修士あるいは博士号を得られた方は、高度実践者として臨床現場で、あるいは研究者として新たな学術分野で、存分の活躍をされることを期待します。

私たち教員は自らの学修や研究の体験に基づき、真実を探求する知的興奮を、皆さんに伝えました。それに応えて、この日を迎えた皆さんは、先人が残した自然科学や人文科学、実践の知恵を学修することにより、職業人、社会人として必要なコミュニケーション能力や思考過程を身につけ、それらを用いて、社会の中で、問題を発見し、解析し、解決策を見つけ、その成果を人に訴える能力を獲得してきました。
教員は、そのような皆さんの学修を評価し、いわゆる“成績”をつけました。しかしながら、それはあくまでも教員の視点での評価です。同じ学科や研究科に所属し、同じ科目を履修したとしても、皆さんは、自らの意思で一人一人異なる学びをしました。皆さん自身の学びは皆さん自身でしか感じることができません。自分の独自の学びを誇りに思い、大事にしていただきたい。本学で学んだことは、これからの人生の折々に、皆さんを救い、飛躍をもたらすものだと思います。

ところで、これまでに学んだことのみで、これから皆さんが担う、社会における責務を全うすることはできません。皆さんが、これから活動する様々な分野では、最新の知識も5年で過去のものとなり、新たな知見や技術が次々と登場し、まわりの状況は刻々と変化していきます。皆さんは、様々な変化に直面し、それへ適応し、課題を乗り越えなければなりません。
そのためには大学で教授された内容を社会で実践するだけでなく、授けられた知識や技能を拡張し、発展させ、先達の背中を乗り越え、自身の能力の向上を図るとともに、社会の発展に寄与し、それぞれの分野で独創的な未来を築いていただきたい。
それは、絶え間なく続く新たな学びであり、そのような積み重ねが、人々に信頼される職業人や教育者、研究者へ行き着く道です。
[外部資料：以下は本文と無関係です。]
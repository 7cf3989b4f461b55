//! Post-decision sequencing for a queued request.
//!
//! A [`QueuedFinisher`] waits for the request's decision, then either runs the
//! timeout cleanup or runs the caller's work bracketed by the post-execution
//! cleanup. Each cleanup runs at most once, including when the work panics,
//! when the `finish` future is dropped, or when the finisher is dropped
//! without `finish` ever being called.

use std::fmt;
use std::future::Future;
use std::sync::Arc;

use tokio::time::Instant;

use crate::clock::Clock;
use crate::promise::Decision;
use crate::request::Request;

/// A cleanup action that runs at most once.
#[derive(Default)]
pub struct Disposer(Option<Box<dyn FnOnce() + Send>>);

impl Disposer {
    /// Wraps `f`.
    #[must_use]
    pub fn new(f: impl FnOnce() + Send + 'static) -> Self {
        Self(Some(Box::new(f)))
    }

    /// Creates a disposer that does nothing.
    #[must_use]
    pub const fn noop() -> Self {
        Self(None)
    }

    /// Runs the action if it has not run yet.
    pub fn dispose(&mut self) {
        if let Some(f) = self.0.take() {
            f();
        }
    }

    /// Returns whether the action has already run (or never existed).
    #[must_use]
    pub const fn is_disposed(&self) -> bool {
        self.0.is_none()
    }
}

impl fmt::Debug for Disposer {
    fn fmt(&self, f: &mut fmt::Formatter<'_>) -> fmt::Result {
        f.debug_tuple("Disposer")
            .field(&if self.is_disposed() { "disposed" } else { "pending" })
            .finish()
    }
}

/// The two cleanups handed out for every enqueued request. Exactly one of
/// them is meant to run, matching the request's decision.
#[derive(Debug, Default)]
pub struct QueueCleanupCallbacks {
    /// Releases the request's seats after it executed.
    pub post_execution: Disposer,
    /// Removes the request from its queue after it timed out.
    pub post_timeout: Disposer,
}

/// Result of [`QueuedFinisher::finish`].
#[derive(Debug, Clone, PartialEq, Eq)]
pub enum FinishOutcome<T> {
    /// The request was dispatched and the work returned `T`.
    Executed(T),
    /// The request timed out, or its caller cancelled, while waiting. The
    /// work did not run.
    TimedOut,
    /// `finish` had already been called.
    AlreadyFinished,
}

impl<T> FinishOutcome<T> {
    /// Returns whether the work ran.
    #[must_use]
    pub const fn is_executed(&self) -> bool {
        matches!(self, Self::Executed(_))
    }
}

/// Runs the post-execution cleanup when dropped.
struct ReleaseOnDrop<'a>(&'a mut Disposer);

impl Drop for ReleaseOnDrop<'_> {
    fn drop(&mut self) {
        self.0.dispose();
    }
}

/// Caller-side handle for a request waiting in a queue set.
pub struct QueuedFinisher {
    request: Arc<Request>,
    wait_deadline: Instant,
    cleanup: QueueCleanupCallbacks,
    clock: Arc<dyn Clock>,
    finished: bool,
}

impl QueuedFinisher {
    pub(crate) fn new(
        request: Arc<Request>,
        wait_deadline: Instant,
        cleanup: QueueCleanupCallbacks,
        clock: Arc<dyn Clock>,
    ) -> Self {
        Self {
            request,
            wait_deadline,
            cleanup,
            clock,
            finished: false,
        }
    }

    /// The request this finisher belongs to.
    #[must_use]
    pub const fn request(&self) -> &Arc<Request> {
        &self.request
    }

    /// Instant at which the request stops waiting for dispatch.
    #[must_use]
    pub const fn wait_deadline(&self) -> Instant {
        self.wait_deadline
    }

    /// Waits for the decision and acts on it.
    ///
    /// On `Execute`, runs `execute` exactly once and then releases the
    /// request's seats, even if the work panics or this future is dropped
    /// while the work is running. On `Timeout`, runs the timeout cleanup and
    /// never calls `execute`. A second call returns
    /// [`FinishOutcome::AlreadyFinished`].
    pub async fn finish<F, Fut, T>(&mut self, execute: F) -> FinishOutcome<T>
    where
        F: FnOnce() -> Fut,
        Fut: Future<Output = T>,
    {
        if self.finished {
            return FinishOutcome::AlreadyFinished;
        }
        self.finished = true;

        let request = Arc::clone(&self.request);
        let latency = request.latency();
        let decision = request
            .decision()
            .wait_for_decision(self.wait_deadline, &request.context().cancellation)
            .await;

        let outcome = if decision == Decision::Execute {
            let started = self.clock.now();
            latency.post_decision_wait.finish(started);
            let release = ReleaseOnDrop(&mut self.cleanup.post_execution);

            latency.execution.start(started);
            let output = execute().await;
            latency.execution.finish(self.clock.now());

            drop(release);
            FinishOutcome::Executed(output)
        } else {
            self.cleanup.post_timeout.dispose();
            FinishOutcome::TimedOut
        };

        latency.total.finish(self.clock.now());
        outcome
    }
}

impl Drop for QueuedFinisher {
    fn drop(&mut self) {
        // A still-open decision can no longer be waited on.
        self.request.decision().set_decision(Decision::Timeout);
        match self.request.decision().decision() {
            Decision::Execute => self.cleanup.post_execution.dispose(),
            _ => self.cleanup.post_timeout.dispose(),
        }
    }
}

impl fmt::Debug for QueuedFinisher {
    fn fmt(&self, f: &mut fmt::Formatter<'_>) -> fmt::Result {
        f.debug_struct("QueuedFinisher")
            .field("request", &self.request.label())
            .field("wait_deadline", &self.wait_deadline)
            .field("cleanup", &self.cleanup)
            .field("finished", &self.finished)
            .finish()
    }
}
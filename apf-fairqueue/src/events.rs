//! Lifecycle notifications.
//!
//! Events are side-effect-only: they never influence scheduling. Some are
//! raised while the queue set lock is held, so implementations must not block
//! and must not call back into the queue set.

use tracing::debug;

use crate::promise::Decision;
use crate::request::Request;
use crate::types::QueueIndex;

/// Sink for request lifecycle transitions. Every method defaults to a no-op.
pub trait SchedulingEvents: Send + Sync {
    /// The request reached the admission point.
    fn arrived(&self, _request: &Request) {}

    /// A queue was chosen for the request.
    fn queue_selected(&self, _queue: QueueIndex, _request: &Request) {}

    /// The request was inserted into its queue.
    fn enqueued(&self, _queue: QueueIndex, _request: &Request) {}

    /// The request was removed from the head of its queue by dispatch.
    fn dequeued(&self, _queue: QueueIndex, _request: &Request) {}

    /// The request's decision was set.
    fn decision_changed(&self, _request: &Request, _decision: Decision) {}

    /// The request's work is about to run.
    fn execution_starting(&self, _request: &Request) {}

    /// The request's work returned.
    fn execution_ended(&self, _request: &Request) {}

    /// Post-execution cleanup ran.
    fn disposed(&self, _request: &Request) {}

    /// Timeout cleanup ran.
    fn timed_out(&self, _request: &Request) {}
}

/// Discards every event.
#[derive(Debug, Clone, Copy, Default)]
pub struct NoEvents;

impl SchedulingEvents for NoEvents {}

/// Logs every event at debug level.
#[derive(Debug, Clone, Copy, Default)]
pub struct TracingEvents;

impl SchedulingEvents for TracingEvents {
    fn arrived(&self, request: &Request) {
        debug!(request = %request.label(), flow = %request.flow_id(), "Arrived");
    }

    fn queue_selected(&self, queue: QueueIndex, request: &Request) {
        debug!(request = %request.label(), queue = queue.get(), "Queue selected");
    }

    fn enqueued(&self, queue: QueueIndex, request: &Request) {
        let times = request.virtual_times();
        debug!(
            request = %request.label(),
            queue = queue.get(),
            start_r = %times.start_r,
            finish_r = %times.finish_r,
            "Enqueued"
        );
    }

    fn dequeued(&self, queue: QueueIndex, request: &Request) {
        debug!(request = %request.label(), queue = queue.get(), "Dequeued");
    }

    fn decision_changed(&self, request: &Request, decision: Decision) {
        debug!(request = %request.label(), %decision, "Decision changed");
    }

    fn execution_starting(&self, request: &Request) {
        debug!(request = %request.label(), "Execution starting");
    }

    fn execution_ended(&self, request: &Request) {
        debug!(request = %request.label(), "Execution ended");
    }

    fn disposed(&self, request: &Request) {
        debug!(request = %request.label(), "Disposed");
    }

    fn timed_out(&self, request: &Request) {
        debug!(request = %request.label(), "Timed out in queue");
    }
}
use std::sync::Arc;

use tracing::{debug, info, warn};

use crate::account::{self, oauth, AuthError, AuthForm, Credentials, Identity};
use crate::api::ApiClient;
use crate::state::Context;

const GENERIC_FAILURE: &str = "Something went wrong, please try again later.";

/// Show whether the form will log in or register
#[poise::command(slash_command, guild_only, ephemeral)]
pub async fn form(ctx: Context<'_>) -> Result<(), anyhow::Error> {
    let user_id = ctx.author().id.get();
    let form = ctx.data().with_session(user_id, |s| s.form.clone()).await?;
    ctx.say(describe_form(&form)).await?;
    Ok(())
}

/// Toggle between logging in and registering
#[poise::command(slash_command, guild_only, ephemeral)]
pub async fn switch(ctx: Context<'_>) -> Result<(), anyhow::Error> {
    let user_id = ctx.author().id.get();
    let form = ctx
        .data()
        .with_session(user_id, |s| {
            s.form.switch();
            s.form.clone()
        })
        .await?;
    debug!(user_id, mode = ?form.mode(), "auth form switched");
    ctx.say(describe_form(&form)).await?;
    Ok(())
}

/// Submit the form (log in or register, depending on its mode)
#[poise::command(slash_command, guild_only, ephemeral)]
pub async fn submit(
    ctx: Context<'_>,
    #[description = "Username"] username: String,
    #[description = "Password"] password: String,
    #[description = "Email (registration only)"] email: Option<String>,
) -> Result<(), anyhow::Error> {
    let user_id = ctx.author().id.get();
    let (form, api) = ctx
        .data()
        .with_session(user_id, |s| (s.form.clone(), s.api.clone()))
        .await?;
    let creds = Credentials {
        username,
        password,
        email,
    };
    let result = form.submit(&api, &creds).await;
    finish_auth(ctx, result).await
}

/// Log in with username and password
#[poise::command(slash_command, guild_only, ephemeral)]
pub async fn login(
    ctx: Context<'_>,
    #[description = "Username"] username: String,
    #[description = "Password"] password: String,
) -> Result<(), anyhow::Error> {
    let api = session_api(&ctx).await?;
    let creds = Credentials {
        username,
        password,
        email: None,
    };
    let result = account::login(&api, &creds).await;
    finish_auth(ctx, result).await
}

/// Create an account, then log in
#[poise::command(slash_command, guild_only, ephemeral)]
pub async fn register(
    ctx: Context<'_>,
    #[description = "Username"] username: String,
    #[description = "Password"] password: String,
    #[description = "Email"] email: String,
) -> Result<(), anyhow::Error> {
    let api = session_api(&ctx).await?;
    let creds = Credentials {
        username,
        password,
        email: Some(email),
    };
    let result = account::register(&api, &creds).await;
    finish_auth(ctx, result).await
}

/// Get the link to log in with GitHub
#[poise::command(slash_command, guild_only, ephemeral)]
pub async fn github(ctx: Context<'_>) -> Result<(), anyhow::Error> {
    let Some(github) = &ctx.data().github else {
        ctx.say(AuthError::OAuthDisabled.to_string()).await?;
        return Ok(());
    };
    let url = github.authorize_url()?;
    ctx.say(format!(
        "[Login with GitHub]({})\nWhen GitHub sends you back, run `/finder callback` with the code (or the whole address).",
        url
    ))
    .await?;
    Ok(())
}

/// Finish GitHub login with the code GitHub sent back
#[poise::command(slash_command, guild_only, ephemeral)]
pub async fn callback(
    ctx: Context<'_>,
    #[description = "Authorization code or callback address"] code: String,
) -> Result<(), anyhow::Error> {
    if ctx.data().github.is_none() {
        ctx.say(AuthError::OAuthDisabled.to_string()).await?;
        return Ok(());
    }
    let api = session_api(&ctx).await?;
    let result = oauth::complete(&api, &code).await;
    finish_auth(ctx, result).await
}

/// Show who you are logged in as
#[poise::command(slash_command, guild_only, ephemeral)]
pub async fn whoami(ctx: Context<'_>) -> Result<(), anyhow::Error> {
    let user_id = ctx.author().id.get();
    let identity = ctx.data().with_session(user_id, |s| s.identity.clone()).await?;
    let text = match identity {
        Some(identity) => format!(
            "Logged in as **{}** ({:?}) since {}",
            identity.username,
            identity.method,
            identity.since.format("%Y-%m-%d %H:%M UTC")
        ),
        None => "Not logged in.".to_string(),
    };
    ctx.say(text).await?;
    Ok(())
}

/// Forget your login and backend session
#[poise::command(slash_command, guild_only, ephemeral)]
pub async fn logout(ctx: Context<'_>) -> Result<(), anyhow::Error> {
    let user_id = ctx.author().id.get();
    let fresh = Arc::new(ctx.data().api.fork()?);
    let previous = ctx
        .data()
        .with_session(user_id, |s| {
            s.api = fresh;
            s.identity.take()
        })
        .await?;
    match previous {
        Some(identity) => {
            info!(user_id, username = %identity.username, "logged out");
            ctx.say(format!("Logged out **{}**.", identity.username)).await?;
        }
        None => {
            ctx.say("Not logged in.").await?;
        }
    }
    Ok(())
}

async fn session_api(ctx: &Context<'_>) -> Result<Arc<ApiClient>, anyhow::Error> {
    let user_id = ctx.author().id.get();
    ctx.data().with_session(user_id, |s| s.api.clone()).await
}

/// Store the identity on success; otherwise tell the user what they can act on.
async fn finish_auth(
    ctx: Context<'_>,
    result: Result<Identity, AuthError>,
) -> Result<(), anyhow::Error> {
    let user_id = ctx.author().id.get();
    match result {
        Ok(identity) => {
            let text = format!("Logged in as **{}**.", identity.username);
            ctx.data()
                .with_session(user_id, |s| s.identity = Some(identity))
                .await?;
            ctx.say(text).await?;
        }
        Err(e) if e.is_user_facing() => {
            ctx.say(e.to_string()).await?;
        }
        Err(e) => {
            warn!(user_id, error = %e, "authentication failed");
            ctx.say(GENERIC_FAILURE).await?;
        }
    }
    Ok(())
}

fn describe_form(form: &AuthForm) -> String {
    format!(
        "Mode: **{}** (use `/finder submit`)\n{} Use `/finder switch`.",
        form.button_text(),
        form.switch_text()
    )
}

#[cfg(test)]
mod tests {
    use super::*;

    #[test]
    fn test_describe_form_follows_mode() {
        let mut form = AuthForm::new();
        assert_eq!(
            describe_form(&form),
            "Mode: **Login** (use `/finder submit`)\nDon't have an account? Register here. Use `/finder switch`."
        );
        form.switch();
        assert!(describe_form(&form).starts_with("Mode: **Register**"));
        assert!(describe_form(&form).contains("Already have an account? Login here."));
    }
}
一つお願いがあります。皆さんには、今後は様々な面で、本学を支援していただきたい。皆さんがこれから社会で獲得する経験や知見は本学をより良くするために大変貴重なものです。本学の教育と研究の発展のために、本学の出身者だからできること、あるいは、出身者にしかできないことを通じて、将来の埼玉県立大学を一緒に作りあげていただきたいのです。そのためにも本学は、皆さんが、必要なときにはいつでも戻ってこられる場となるように努力します。

最後になりますが、皆さん、健康に注意し、日々の仕事や学修に備えてください。また、私たち教職員のみならず先輩や、皆さんの後に続く後輩と共に、保健医療福祉をはじめとする社会の様々な分野で、皆さんが力強く歩んでいくことを祈念して、私の挨拶といたします。